* **Problem requirements**
Using the records below, repeat exactly the lines from the one holding "for child in" through the one holding "be a node of", both ends included, and no others.

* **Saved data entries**
◆ ◆ ◆ ◆ ◆ ◆ ◆

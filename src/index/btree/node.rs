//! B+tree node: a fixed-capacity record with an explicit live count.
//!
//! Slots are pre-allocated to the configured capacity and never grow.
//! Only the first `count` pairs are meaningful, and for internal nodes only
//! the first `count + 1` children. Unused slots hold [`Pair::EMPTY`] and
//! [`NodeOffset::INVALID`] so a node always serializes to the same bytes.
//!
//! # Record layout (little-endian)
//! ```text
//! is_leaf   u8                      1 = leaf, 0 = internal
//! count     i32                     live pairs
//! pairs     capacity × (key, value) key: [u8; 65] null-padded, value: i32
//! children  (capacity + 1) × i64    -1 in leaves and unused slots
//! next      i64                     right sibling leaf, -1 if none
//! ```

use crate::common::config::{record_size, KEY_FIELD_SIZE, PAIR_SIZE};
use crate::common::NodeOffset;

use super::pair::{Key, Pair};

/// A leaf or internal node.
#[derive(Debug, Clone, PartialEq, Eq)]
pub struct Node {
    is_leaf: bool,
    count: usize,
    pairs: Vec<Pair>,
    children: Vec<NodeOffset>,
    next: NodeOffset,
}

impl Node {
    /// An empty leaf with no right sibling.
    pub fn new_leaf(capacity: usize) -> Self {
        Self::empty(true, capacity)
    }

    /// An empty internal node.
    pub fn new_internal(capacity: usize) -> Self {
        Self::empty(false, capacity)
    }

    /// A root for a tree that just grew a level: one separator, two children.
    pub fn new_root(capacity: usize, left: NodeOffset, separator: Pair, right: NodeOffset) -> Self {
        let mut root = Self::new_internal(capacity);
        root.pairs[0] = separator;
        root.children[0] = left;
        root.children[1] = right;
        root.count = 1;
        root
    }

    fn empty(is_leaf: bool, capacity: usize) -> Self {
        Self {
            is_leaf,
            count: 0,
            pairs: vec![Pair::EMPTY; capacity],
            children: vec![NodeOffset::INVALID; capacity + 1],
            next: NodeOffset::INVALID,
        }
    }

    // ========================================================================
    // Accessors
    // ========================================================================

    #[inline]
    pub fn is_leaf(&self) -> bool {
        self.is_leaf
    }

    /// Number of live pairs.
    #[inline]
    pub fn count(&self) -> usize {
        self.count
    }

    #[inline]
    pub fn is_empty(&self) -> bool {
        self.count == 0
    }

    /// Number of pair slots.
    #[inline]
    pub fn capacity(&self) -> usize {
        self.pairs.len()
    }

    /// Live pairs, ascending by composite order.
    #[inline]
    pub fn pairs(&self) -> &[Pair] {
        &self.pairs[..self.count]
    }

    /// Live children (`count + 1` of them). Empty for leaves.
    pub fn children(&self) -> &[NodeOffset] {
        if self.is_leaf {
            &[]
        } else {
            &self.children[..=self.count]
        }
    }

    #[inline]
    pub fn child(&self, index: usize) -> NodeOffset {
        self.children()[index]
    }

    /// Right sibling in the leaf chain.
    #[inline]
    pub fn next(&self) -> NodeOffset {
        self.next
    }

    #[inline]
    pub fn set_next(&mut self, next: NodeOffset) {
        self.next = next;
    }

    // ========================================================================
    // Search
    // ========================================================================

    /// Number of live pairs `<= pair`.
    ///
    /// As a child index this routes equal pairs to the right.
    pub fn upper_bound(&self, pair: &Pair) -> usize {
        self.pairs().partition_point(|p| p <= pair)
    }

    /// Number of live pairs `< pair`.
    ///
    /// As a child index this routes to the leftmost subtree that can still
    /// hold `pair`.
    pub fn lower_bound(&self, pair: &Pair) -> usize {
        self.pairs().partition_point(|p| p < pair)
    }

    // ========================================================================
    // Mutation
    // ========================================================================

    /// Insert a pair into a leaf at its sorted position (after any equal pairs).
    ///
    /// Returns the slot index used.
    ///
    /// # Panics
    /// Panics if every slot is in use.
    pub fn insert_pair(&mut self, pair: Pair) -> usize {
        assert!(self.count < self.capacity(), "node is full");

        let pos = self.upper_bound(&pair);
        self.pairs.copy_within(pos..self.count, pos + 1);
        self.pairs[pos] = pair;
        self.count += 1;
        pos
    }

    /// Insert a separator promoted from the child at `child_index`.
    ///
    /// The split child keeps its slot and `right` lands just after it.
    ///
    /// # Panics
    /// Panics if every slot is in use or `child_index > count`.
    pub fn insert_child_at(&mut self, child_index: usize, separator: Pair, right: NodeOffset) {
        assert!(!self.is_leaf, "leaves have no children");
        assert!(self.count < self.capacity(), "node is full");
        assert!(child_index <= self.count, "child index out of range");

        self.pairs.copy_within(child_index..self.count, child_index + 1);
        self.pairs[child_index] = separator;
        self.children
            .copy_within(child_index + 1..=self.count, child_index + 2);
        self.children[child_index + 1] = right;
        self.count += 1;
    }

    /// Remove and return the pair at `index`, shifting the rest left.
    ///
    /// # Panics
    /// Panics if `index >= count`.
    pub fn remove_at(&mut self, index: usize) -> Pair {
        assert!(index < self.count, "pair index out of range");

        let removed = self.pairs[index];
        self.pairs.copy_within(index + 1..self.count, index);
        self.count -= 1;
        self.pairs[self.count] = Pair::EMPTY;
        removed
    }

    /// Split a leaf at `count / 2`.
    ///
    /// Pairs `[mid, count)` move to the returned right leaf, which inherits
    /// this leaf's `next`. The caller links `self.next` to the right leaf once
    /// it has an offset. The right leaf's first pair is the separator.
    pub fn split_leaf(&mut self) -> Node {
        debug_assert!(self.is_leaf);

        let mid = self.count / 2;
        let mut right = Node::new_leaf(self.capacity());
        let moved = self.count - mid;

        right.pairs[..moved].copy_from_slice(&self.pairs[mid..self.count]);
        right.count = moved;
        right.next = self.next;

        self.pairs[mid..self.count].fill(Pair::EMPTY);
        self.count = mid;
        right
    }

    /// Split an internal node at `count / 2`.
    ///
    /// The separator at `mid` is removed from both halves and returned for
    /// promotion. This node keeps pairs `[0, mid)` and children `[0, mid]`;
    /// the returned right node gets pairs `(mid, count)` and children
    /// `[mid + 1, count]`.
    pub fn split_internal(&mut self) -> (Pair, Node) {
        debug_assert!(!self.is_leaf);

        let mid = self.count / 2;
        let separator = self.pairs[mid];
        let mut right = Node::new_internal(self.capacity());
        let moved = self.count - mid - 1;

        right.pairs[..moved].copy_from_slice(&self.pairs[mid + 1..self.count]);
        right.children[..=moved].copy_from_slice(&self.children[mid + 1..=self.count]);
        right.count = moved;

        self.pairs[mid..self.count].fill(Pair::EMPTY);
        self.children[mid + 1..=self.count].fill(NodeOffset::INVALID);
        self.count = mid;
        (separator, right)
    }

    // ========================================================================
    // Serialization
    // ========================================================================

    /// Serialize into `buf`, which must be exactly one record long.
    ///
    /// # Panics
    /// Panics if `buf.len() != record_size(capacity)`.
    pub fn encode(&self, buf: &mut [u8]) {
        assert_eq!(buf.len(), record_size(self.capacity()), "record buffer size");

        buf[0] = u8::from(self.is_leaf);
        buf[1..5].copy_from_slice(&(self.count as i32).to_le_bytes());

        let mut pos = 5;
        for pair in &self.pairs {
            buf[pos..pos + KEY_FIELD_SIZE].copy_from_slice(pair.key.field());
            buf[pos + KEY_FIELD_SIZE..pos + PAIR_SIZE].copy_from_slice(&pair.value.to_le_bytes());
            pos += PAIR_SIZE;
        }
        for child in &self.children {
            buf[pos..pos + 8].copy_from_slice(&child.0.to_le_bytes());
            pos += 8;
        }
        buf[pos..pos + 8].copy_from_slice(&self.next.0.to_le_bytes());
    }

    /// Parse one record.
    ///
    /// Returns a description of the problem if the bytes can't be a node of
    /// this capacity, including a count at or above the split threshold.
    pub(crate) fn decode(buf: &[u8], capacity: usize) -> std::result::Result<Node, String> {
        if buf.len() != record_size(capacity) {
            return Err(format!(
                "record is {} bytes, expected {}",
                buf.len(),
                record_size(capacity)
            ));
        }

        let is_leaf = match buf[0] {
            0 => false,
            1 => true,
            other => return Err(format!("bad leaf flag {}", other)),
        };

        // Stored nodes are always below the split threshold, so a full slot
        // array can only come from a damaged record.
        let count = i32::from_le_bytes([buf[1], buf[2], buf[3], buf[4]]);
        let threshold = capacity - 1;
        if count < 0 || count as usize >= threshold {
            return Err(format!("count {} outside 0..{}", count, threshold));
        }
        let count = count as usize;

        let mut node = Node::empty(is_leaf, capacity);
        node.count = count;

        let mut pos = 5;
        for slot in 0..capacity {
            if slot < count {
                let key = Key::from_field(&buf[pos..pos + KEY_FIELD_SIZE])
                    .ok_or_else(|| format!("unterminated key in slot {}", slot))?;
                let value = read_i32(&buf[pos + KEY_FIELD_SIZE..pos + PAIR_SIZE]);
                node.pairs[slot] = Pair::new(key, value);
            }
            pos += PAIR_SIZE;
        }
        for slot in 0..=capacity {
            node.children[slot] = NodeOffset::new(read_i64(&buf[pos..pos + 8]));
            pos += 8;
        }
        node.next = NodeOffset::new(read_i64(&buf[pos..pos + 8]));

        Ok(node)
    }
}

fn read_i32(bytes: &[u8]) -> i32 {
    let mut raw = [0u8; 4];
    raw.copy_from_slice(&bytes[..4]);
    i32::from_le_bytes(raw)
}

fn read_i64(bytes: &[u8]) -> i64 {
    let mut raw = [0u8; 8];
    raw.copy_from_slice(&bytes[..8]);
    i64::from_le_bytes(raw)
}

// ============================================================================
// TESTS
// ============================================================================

◆ ◆ ◆ ◆ ◆ ◆ ◆

* **Solution for this exercise**
        for child in &self.children {
            buf[pos..pos + 8].copy_from_slice(&child.0.to_le_bytes());
            pos += 8;
        }
        buf[pos..pos + 8].copy_from_slice(&self.next.0.to_le_bytes());
    }

    /// Parse one record.
    ///
    /// Returns a description of the problem if the bytes can't be a node of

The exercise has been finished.